Collected data entries

------------

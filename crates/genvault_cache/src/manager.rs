//! Cache of cloud-tier downloads.

use crate::CacheConfig;
use genvault_core::GenerationKey;
use genvault_error::{CacheError, CacheErrorKind, GenvaultResult};
use std::path::{Path, PathBuf};
use std::time::{Duration, SystemTime};
use tokio::task::JoinHandle;

/// Suffix marking an entry that is still being written.
pub const STAGING_SUFFIX: &str = ".partial";

/// Shortest period a sweeper runs at.
pub const MIN_SWEEP_INTERVAL: Duration = Duration::from_secs(1);

/// Local on-disk cache of versions fetched from the cloud tier.
///
/// Entries mirror the local layout so a cached version directory can be
/// read exactly like a local one. An entry only becomes visible under
/// [`path_for`](Self::path_for) once it has been fully written to a
/// staging directory and renamed into place, so readers never observe a
/// partial download.
///
/// # Example Structure
///
/// ```text
/// /tmp/genvault-cache/
/// └── 6f1c.../
///     ├── v3__a3b9.../                      (committed entry)
///     │   ├── manifest.json
///     │   └── source/
///     └── v4__77d0....5e2a.partial/         (download in flight)
/// ```
#[derive(Debug, Clone)]
pub struct CacheManager {
    root: PathBuf,
}

impl CacheManager {
    /// Create a cache rooted at `root`, creating the directory if needed.
    ///
    /// # Errors
    ///
    /// Returns `Io` if the directory cannot be created.
    #[tracing::instrument(skip(root))]
    pub fn new(root: impl Into<PathBuf>) -> GenvaultResult<Self> {
        let root = root.into();
        std::fs::create_dir_all(&root).map_err(|e| io_error(&root, e))?;
        tracing::info!(path = %root.display(), "Created cache manager");
        Ok(Self { root })
    }

    /// Create a cache from configuration.
    pub fn from_config(config: &CacheConfig) -> GenvaultResult<Self> {
        Self::new(config.root().clone())
    }

    /// Cache root directory.
    pub fn root(&self) -> &Path {
        &self.root
    }

    /// Where the entry for `key` lives. Does not imply the entry exists.
    pub fn path_for(&self, key: &GenerationKey) -> PathBuf {
        self.root
            .join(key.project_id.to_string())
            .join(key.version_dir_name())
    }

    /// A fresh staging directory path for downloading `key`.
    ///
    /// Each call returns a distinct path so concurrent downloads of the
    /// same version do not collide.
    pub fn staging_path_for(&self, key: &GenerationKey) -> PathBuf {
        self.root.join(key.project_id.to_string()).join(format!(
            "{}.{}{}",
            key.version_dir_name(),
            uuid::Uuid::new_v4().simple(),
            STAGING_SUFFIX
        ))
    }

    /// Move a fully written staging directory into place for `key`.
    ///
    /// If another writer committed the same entry first, the staging copy
    /// is discarded and the existing entry is kept.
    ///
    /// # Errors
    ///
    /// Returns `Commit` if the rename fails for any other reason.
    #[tracing::instrument(skip(self), fields(key = %key, staging = %staging.display()))]
    pub async fn commit(&self, key: &GenerationKey, staging: &Path) -> GenvaultResult<PathBuf> {
        let target = self.path_for(key);
        if let Some(parent) = target.parent() {
            tokio::fs::create_dir_all(parent)
                .await
                .map_err(|e| io_error(parent, e))?;
        }

        match tokio::fs::rename(staging, &target).await {
            Ok(()) => {
                tracing::debug!(path = %target.display(), "Committed cache entry");
                Ok(target)
            }
            Err(e) if is_dir(&target).await => {
                tracing::debug!(error = %e, "Cache entry already committed, discarding staging copy");
                discard(staging).await;
                Ok(target)
            }
            Err(e) => {
                discard(staging).await;
                Err(CacheError::new(CacheErrorKind::Commit(format!(
                    "{} -> {}: {}",
                    staging.display(),
                    target.display(),
                    e
                )))
                .into())
            }
        }
    }

    /// Whether `path` exists and was modified no longer than `ttl` ago.
    pub async fn is_fresh(&self, path: &Path, ttl: Duration) -> bool {
        match tokio::fs::metadata(path).await {
            Ok(meta) => match meta.modified() {
                Ok(modified) => age(modified) <= ttl,
                Err(_) => false,
            },
            Err(_) => false,
        }
    }

    /// Committed entry for `key` if it exists and is younger than `ttl`.
    pub async fn lookup(&self, key: &GenerationKey, ttl: Duration) -> Option<PathBuf> {
        let path = self.path_for(key);
        if self.is_fresh(&path, ttl).await {
            tracing::debug!(key = %key, "Cache hit");
            Some(path)
        } else {
            tracing::debug!(key = %key, "Cache miss");
            None
        }
    }

    /// Remove the entry for `key`. Missing entries are not an error.
    ///
    /// Returns `true` if an entry was removed.
    #[tracing::instrument(skip(self), fields(key = %key))]
    pub async fn invalidate(&self, key: &GenerationKey) -> GenvaultResult<bool> {
        let path = self.path_for(key);
        match tokio::fs::remove_dir_all(&path).await {
            Ok(()) => Ok(true),
            Err(e) if e.kind() == std::io::ErrorKind::NotFound => Ok(false),
            Err(e) => Err(io_error(&path, e).into()),
        }
    }

    /// Remove every committed entry older than `ttl`.
    ///
    /// Staging directories are never touched. Returns the number of entries
    /// removed.
    #[tracing::instrument(skip(self), fields(root = %self.root.display()))]
    pub async fn evict_older_than(&self, ttl: Duration) -> GenvaultResult<usize> {
        let mut removed = 0;
        let mut projects = match tokio::fs::read_dir(&self.root).await {
            Ok(projects) => projects,
            Err(e) if e.kind() == std::io::ErrorKind::NotFound => return Ok(0),
            Err(e) => return Err(io_error(&self.root, e).into()),
        };

        while let Some(project) = projects
            .next_entry()
            .await
            .map_err(|e| io_error(&self.root, e))?
        {
            if !is_dir(&project.path()).await {
                continue;
            }
            let project_dir = project.path();
            let mut entries = tokio::fs::read_dir(&project_dir)
                .await
                .map_err(|e| io_error(&project_dir, e))?;

            while let Some(entry) = entries
                .next_entry()
                .await
                .map_err(|e| io_error(&project_dir, e))?
            {
                let path = entry.path();
                if entry.file_name().to_string_lossy().ends_with(STAGING_SUFFIX) {
                    continue;
                }
                if self.is_fresh(&path, ttl).await {
                    continue;
                }
                match tokio::fs::remove_dir_all(&path).await {
                    Ok(()) => removed += 1,
                    // Lost a race with another sweeper or an invalidation
                    Err(e) if e.kind() == std::io::ErrorKind::NotFound => {}
                    Err(e) => {
                        tracing::warn!(path = %path.display(), error = %e, "Failed to evict cache entry");
                    }
                }
            }
        }

        if removed > 0 {
            tracing::info!(removed, "Evicted stale cache entries");
        }
        Ok(removed)
    }

    /// Run [`evict_older_than`](Self::evict_older_than) every `interval`
    /// until the returned handle is aborted.
    ///
    /// A zero interval is raised to [`MIN_SWEEP_INTERVAL`].
    pub fn spawn_sweeper(&self, interval: Duration, ttl: Duration) -> JoinHandle<()> {
        let interval = if interval.is_zero() {
            tracing::warn!(
                min = ?MIN_SWEEP_INTERVAL,
                "Zero cache sweep interval, using minimum"
            );
            MIN_SWEEP_INTERVAL
        } else {
            interval
        };
        let cache = self.clone();
        tokio::spawn(async move {
            let mut ticker = tokio::time::interval(interval);
            ticker.set_missed_tick_behavior(tokio::time::MissedTickBehavior::Delay);
            loop {
                ticker.tick().await;
                if let Err(e) = cache.evict_older_than(ttl).await {
                    tracing::warn!(error = %e, "Cache sweep failed");
                }
            }
        })
    }

    /// Start a sweeper that stops when the returned guard is dropped.
    pub fn start_sweeper(&self, interval: Duration, ttl: Duration) -> CacheSweeper {
        tracing::info!(?interval, ?ttl, root = %self.root.display(), "Starting cache sweeper");
        CacheSweeper {
            handle: self.spawn_sweeper(interval, ttl),
        }
    }
}

/// Owns a background sweeper task and aborts it on drop.
#[derive(Debug)]
pub struct CacheSweeper {
    handle: JoinHandle<()>,
}

impl CacheSweeper {
    /// Whether the sweeper task is still running.
    pub fn is_running(&self) -> bool {
        !self.handle.is_finished()
    }
}

impl Drop for CacheSweeper {
    fn drop(&mut self) {
        self.handle.abort();
    }
}

fn age(modified: SystemTime) -> Duration {
    SystemTime::now()
        .duration_since(modified)
        .unwrap_or(Duration::ZERO)
}

async fn is_dir(path: &Path) -> bool {
    tokio::fs::metadata(path)
        .await
        .map(|m| m.is_dir())
        .unwrap_or(false)
}

async fn discard(path: &Path) {
    if let Err(e) = tokio::fs::remove_dir_all(path).await
        && e.kind() != std::io::ErrorKind::NotFound
    {
        tracing::warn!(path = %path.display(), error = %e, "Failed to discard staging directory");
    }
}

fn io_error(path: &Path, e: std::io::Error) -> CacheError {
    CacheError::new(CacheErrorKind::Io(format!("{}: {}", path.display(), e)))
}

------------

# [Task objective]
With the first line of the records as the start and the line holding "sweeper runs at." as the end, please copy exactly those lines and no others.

# [Output below]
filename crates/genvault_cache/src/manager.rs
//! Cache of cloud-tier downloads.

use crate::CacheConfig;
use genvault_core::GenerationKey;
use genvault_error::{CacheError, CacheErrorKind, GenvaultResult};
use std::path::{Path, PathBuf};
use std::time::{Duration, SystemTime};
use tokio::task::JoinHandle;

/// Suffix marking an entry that is still being written.
pub const STAGING_SUFFIX: &str = ".partial";

/// Shortest period a sweeper runs at.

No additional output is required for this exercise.